By Meghan Droste, September 18, 2019
Humor is generally a matter of personal taste. Knock, knock jokes, for example, are very popular with my nieces, but those of us no longer in the elementary school set generally find them less amusing. While my humor tends toward the more sarcastic, plenty of my friends prefer puns or other types of jokes. Regardless of what tickles our funny bone, I hope we can all agree that harassment is never funny.
Unfortunately for the complainant in Bryant F. v. Department of Homeland Security, his supervisors found his disability rather amusing and repeatedly joked about it. See EEOC App. No. 0120171192 (July 2, 2019). The complainant, a special agent, broke his wrist on the job.
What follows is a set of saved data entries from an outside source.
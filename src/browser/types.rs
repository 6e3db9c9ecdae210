use std::time::Duration;

/// Result type for browser operations
pub type BrowserResult<T> = Result<T, BrowserError>;

/// Errors that can occur while driving the browser
#[derive(Debug)]
pub enum BrowserError {
    /// The browser process could not be started; fatal for the whole run
    Startup(String),

    /// A page navigation failed
    Navigation { url: String, message: String },

    /// An element or marker did not appear within the bounded wait
    Timeout { what: String, waited: Duration },

    /// Any other DevTools protocol fault
    Driver(String),
}

impl std::fmt::Display for BrowserError {
    fn fmt(&self, f: &mut std::fmt::Formatter<'_>) -> std::fmt::Result {
        match self {
            BrowserError::Startup(msg) => write!(f, "Browser startup failed: {}", msg),
            BrowserError::Navigation { url, message } => {
                write!(f, "Navigation to {} failed: {}", url, message)
            }
            BrowserError::Timeout { what, waited } => {
                write!(f, "Timed out after {:?} waiting for {}", waited, what)
            }
            BrowserError::Driver(msg) => write!(f, "Driver error: {}", msg),
        }
    }
}

impl std::error::Error for BrowserError {}

impl From<chromiumoxide::error::CdpError> for BrowserError {
    fn from(err: chromiumoxide::error::CdpError) -> Self {
        BrowserError::Driver(err.to_string())
    }
}

/// How to address an element on the page.
///
/// The application under test documents its form fields by element id
/// (`username`, `name`, `InputEmail`, ...) and its submit buttons by the
/// `name` attribute. Everything is resolved to a CSS selector before lookup.
#[derive(Debug, Clone, PartialEq, Eq)]
pub enum Locator {
    /// Element id, e.g. `Locator::Id("username")` for `#username`
    Id(&'static str),

    /// `name` attribute, e.g. `Locator::Name("submit")`
    Name(&'static str),

    /// Raw CSS selector, for anything the other two cannot express
    Css(&'static str),
}

impl Locator {
    /// The CSS selector this locator resolves to
    pub fn selector(&self) -> String {
        match self {
            Locator::Id(id) => format!("#{}", id),
            Locator::Name(name) => format!("[name='{}']", name),
            Locator::Css(css) => (*css).to_string(),
        }
    }
}

impl std::fmt::Display for Locator {
    fn fmt(&self, f: &mut std::fmt::Formatter<'_>) -> std::fmt::Result {
        write!(f, "{}", self.selector())
    }
}

/// Configuration for the browser session
#[derive(Debug, Clone)]
pub struct SessionConfig {
    /// Run without a visible window (required for CI)
    pub headless: bool,

    /// Disable the Chromium sandbox (required in most containers)
    pub sandbox: bool,

    /// Explicit browser executable; `None` lets the driver discover one
    pub chrome_path: Option<String>,

    /// Implicit wait applied by `find` to every element lookup
    pub lookup_wait: Duration,

    /// Polling interval for element and marker waits
    pub poll_interval: Duration,
}

impl Default for SessionConfig {
    fn default() -> Self {
        let waits = crate::config::WaitSettings::defaults();
        Self {
            headless: true,
            sandbox: false,
            chrome_path: None,
            lookup_wait: waits.lookup,
            poll_interval: waits.poll,
        }
    }
}

impl SessionConfig {
    /// Set headless mode
    pub fn headless(mut self, headless: bool) -> Self {
        self.headless = headless;
        self
    }

    /// Set the browser executable path
    pub fn chrome_path(mut self, path: impl Into<String>) -> Self {
        self.chrome_path = Some(path.into());
        self
    }

    /// Set the implicit lookup wait
    pub fn lookup_wait(mut self, wait: Duration) -> Self {
        self.lookup_wait = wait;
        self
    }
}

#[cfg(test)]
mod tests {
    use super::*;
    use pretty_assertions::assert_eq;

    #[test]
    fn test_locator_selectors() {
        assert_eq!(Locator::Id("username").selector(), "#username");
        assert_eq!(Locator::Name("submit").selector(), "[name='submit']");
        assert_eq!(Locator::Css("form > input").selector(), "form > input");
    }

    #[test]
    fn test_session_config_defaults() {
        let config = SessionConfig::default();
        assert!(config.headless);
        assert!(!config.sandbox);
        assert_eq!(config.chrome_path, None);
    }

    #[test]
    fn test_error_display() {
        let err = BrowserError::Timeout {
            what: "#username".to_string(),
            waited: Duration::from_secs(10),
        };
        let msg = err.to_string();
        assert!(msg.contains("#username"));
        assert!(msg.contains("10s"));
    }
}
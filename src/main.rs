use clap::Parser;
use std::error::Error;
use std::path::PathBuf;
use std::time::Duration;
use tracing::{error, info, warn};
use tracing_subscriber::EnvFilter;

use authcheck::browser::{BrowserSession, SessionConfig};
use authcheck::cases::{CaseContext, Identity, all_cases};
use authcheck::config;
use authcheck::harness::{render, run_suite, tally};
use authcheck::session::{RunSession, cleanup_old_runs};

/// authcheck - Browser-driven acceptance testing for registration and login flows
#[derive(Parser, Debug)]
#[command(
    name = "authcheck",
    about = "Drives a headless browser against a web application's registration and login forms",
    after_help = "ENVIRONMENT VARIABLES:\n\
        AUTHCHECK_BASE_URL       Base URL of the application under test\n\
        AUTHCHECK_CHROME         Path to the Chrome/Chromium executable\n\
        AUTHCHECK_RESULTS_DIR    Base directory for run artifacts\n\
        AUTHCHECK_LOOKUP_WAIT    Implicit element lookup wait (seconds)\n\
        AUTHCHECK_SUBMIT_WAIT    Post-submit marker wait (seconds)"
)]
struct Args {
    /// Base URL of the application under test
    #[arg(long, env = "AUTHCHECK_BASE_URL", default_value = config::DEFAULT_BASE_URL)]
    base_url: String,

    /// Path to the Chrome/Chromium executable (default: auto-detect)
    #[arg(long, env = "AUTHCHECK_CHROME")]
    chrome: Option<String>,

    /// Run the browser with a visible window instead of headless
    #[arg(long)]
    headed: bool,

    /// Directory for this run's artifacts (default: auto-generated under the results base)
    #[arg(short, long)]
    output: Option<PathBuf>,

    /// Delete the run's artifacts (log file, metadata) when the run ends
    #[arg(long)]
    discard_artifacts: bool,

    /// Register the documented fixed `user1` identity instead of a generated one
    #[arg(long)]
    fixed_identity: bool,

    /// Implicit element lookup wait in seconds
    #[arg(long, env = "AUTHCHECK_LOOKUP_WAIT", default_value_t = config::DEFAULT_LOOKUP_WAIT_SECS)]
    lookup_wait: u64,

    /// Post-submit marker wait in seconds
    #[arg(long, env = "AUTHCHECK_SUBMIT_WAIT", default_value_t = config::DEFAULT_SUBMIT_WAIT_SECS)]
    submit_wait: u64,

    /// After the run, remove run directories older than this many days
    #[arg(long, value_name = "DAYS")]
    prune_older_than: Option<u64>,
}

#[tokio::main]
async fn main() -> Result<(), Box<dyn Error>> {
    let args = Args::parse();

    let run = match args.output {
        Some(ref dir) => RunSession::in_dir(dir),
        None => RunSession::new(),
    }
    .keep(!args.discard_artifacts);
    run.init(&args.base_url)?;

    let log_file = std::fs::File::create(run.log_path())?;
    tracing_subscriber::fmt()
        .with_env_filter(
            EnvFilter::try_from_default_env().unwrap_or_else(|_| EnvFilter::new("info")),
        )
        .with_ansi(false)
        .with_writer(std::sync::Mutex::new(log_file))
        .init();

    info!(run = %run.id, base_url = %args.base_url, "starting acceptance run");

    let mut session_config = SessionConfig::default()
        .headless(!args.headed)
        .lookup_wait(Duration::from_secs(args.lookup_wait));
    if let Some(ref path) = args.chrome {
        session_config = session_config.chrome_path(path);
    }

    // No case can proceed without a session; startup failure aborts the run.
    let mut browser = match BrowserSession::open(args.base_url.clone(), session_config).await {
        Ok(browser) => browser,
        Err(err) => {
            error!(error = %err, "browser session could not be established");
            eprintln!("fatal: {}", err);
            return Err(Box::new(err) as Box<dyn Error>);
        }
    };

    // Preflight: an unreachable application would turn every case into the
    // same error, so probe the base URL once and abort instead.
    if let Err(err) = browser.navigate("").await {
        error!(error = %err, "application unreachable, aborting before any case");
        eprintln!("fatal: application unreachable: {}", err);
        browser.close().await;
        return Err(Box::new(err) as Box<dyn Error>);
    }

    let identity = if args.fixed_identity {
        Identity::fixed()
    } else {
        Identity::unique()
    };
    info!(username = %identity.username, "run identity");

    let mut cx = CaseContext {
        browser,
        identity,
        submit_wait: Duration::from_secs(args.submit_wait),
    };

    let cases = all_cases();
    let ledger = run_suite(&mut cx, &cases).await;

    print!("{}", render(&ledger));
    cx.browser.close().await;

    let counts = tally(&ledger);
    info!(
        passed = counts.passed,
        failed = counts.failed,
        errored = counts.errored,
        "run complete"
    );
    println!("Log: {}", run.log_path().display());

    if let Some(days) = args.prune_older_than {
        let base = PathBuf::from(config::results_base_dir());
        let max_age = Duration::from_secs(days * 24 * 60 * 60);
        match cleanup_old_runs(&base, max_age) {
            Ok(cleaned) => {
                if cleaned > 0 {
                    info!(cleaned, "removed stale run directories");
                    println!("Pruned {} old run(s) under {}", cleaned, base.display());
                }
            }
            Err(err) => warn!(error = %err, "retention cleanup failed"),
        }
    }

    // Case failures are reported, not surfaced as a process failure.
    Ok(())
}
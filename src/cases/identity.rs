//! The registration identity shared by a run's test cases.
//!
//! The valid-registration case creates an account that the duplicate and
//! login cases rely on. Instead of leaving that coupling implicit in a
//! hard-coded username, the identity is generated once per run and passed to
//! every case explicitly through the case context.

use std::sync::atomic::{AtomicU64, Ordering};
use std::time::{SystemTime, UNIX_EPOCH};

static IDENTITY_SEQ: AtomicU64 = AtomicU64::new(1);

/// One set of registration credentials
#[derive(Debug, Clone, PartialEq, Eq)]
pub struct Identity {
    /// Login username, also used as the password by convention of the suite
    pub username: String,
    /// Display name entered in the `name` field
    pub display_name: String,
    pub email: String,
    pub password: String,
}

impl Identity {
    /// Generate a fresh identity, unique per run and per call.
    ///
    /// Uniqueness means a rerun against the same application does not collide
    /// with accounts created by earlier runs.
    pub fn unique() -> Self {
        let millis = SystemTime::now()
            .duration_since(UNIX_EPOCH)
            .map(|d| d.as_millis() as u64)
            .unwrap_or(0);
        let seq = IDENTITY_SEQ.fetch_add(1, Ordering::SeqCst);
        let username = format!("user{}{:03}", millis % 1_000_000, seq % 1000);
        Self::from_username(username)
    }

    /// The documented `user1` data set, for runs against a fresh database
    /// where the historical scenario values are expected
    pub fn fixed() -> Self {
        Self {
            username: "user1".to_string(),
            display_name: "user1".to_string(),
            email: "user1@gmail.com".to_string(),
            password: "user1".to_string(),
        }
    }

    /// A derived identity that cannot collide with this one.
    ///
    /// Cases that must not touch the shared account (invalid email, password
    /// mismatch, unknown username) use suffixed variants.
    pub fn with_suffix(&self, tag: &str) -> Self {
        Self::from_username(format!("{}{}", self.username, tag))
    }

    fn from_username(username: String) -> Self {
        Self {
            display_name: username.clone(),
            email: format!("{}@gmail.com", username),
            password: username.clone(),
            username,
        }
    }
}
He had to undergo several surgeries to address the injury. Ultimately, he lost all movement in his wrist and hand. While he was recovering from the injury and the surgeries, his first-, second-, and third-line supervisors repeatedly joked about his injury, asking him about his bowling record and calling him “the bowling team captain” because his cast looked like a bowling brace. When he pushed back against these jokes, which his supervisors subjected him to on a daily basis, his first-line supervisor told him it was “just for fun.”
In addition to “joking” about the complainant’s disability, his first-line supervisor repeatedly attempted to assign him work that went beyond his restrictions. He provided medical documentation to the agency describing his need to remain in the office and not perform field work because of his injury and ultimate loss of mobility. Despite this, his supervisor repeatedly listed him on the roster for field work, causing the complainant to find other agents to cover those duties. The complainant’s second-line supervisor also made comments about the complainant being on light duty, asking if he was “still trying to get out of his duty.”
The complainant initially requested a hearing but withdrew the request before the administrative judge issued a decision and the Commission remanded the case back to the agency for a Final Agency Decision. The agency determined in its FAD that the complainant failed to prove any of his claims of discrimination or harassment.
Unsurprisingly, the Commission reversed. It concluded that the complainant’s supervisors repeatedly harassed him when they “joked” about his cast and made comments about him being on light duty. It also held that the agency failed to accommodate the complainant when his supervisor repeatedly tried to assign duties that went beyond his physical restrictions and when it failed to look for a reassignment when it became clear that he would not recover mobility in his wrist and hand.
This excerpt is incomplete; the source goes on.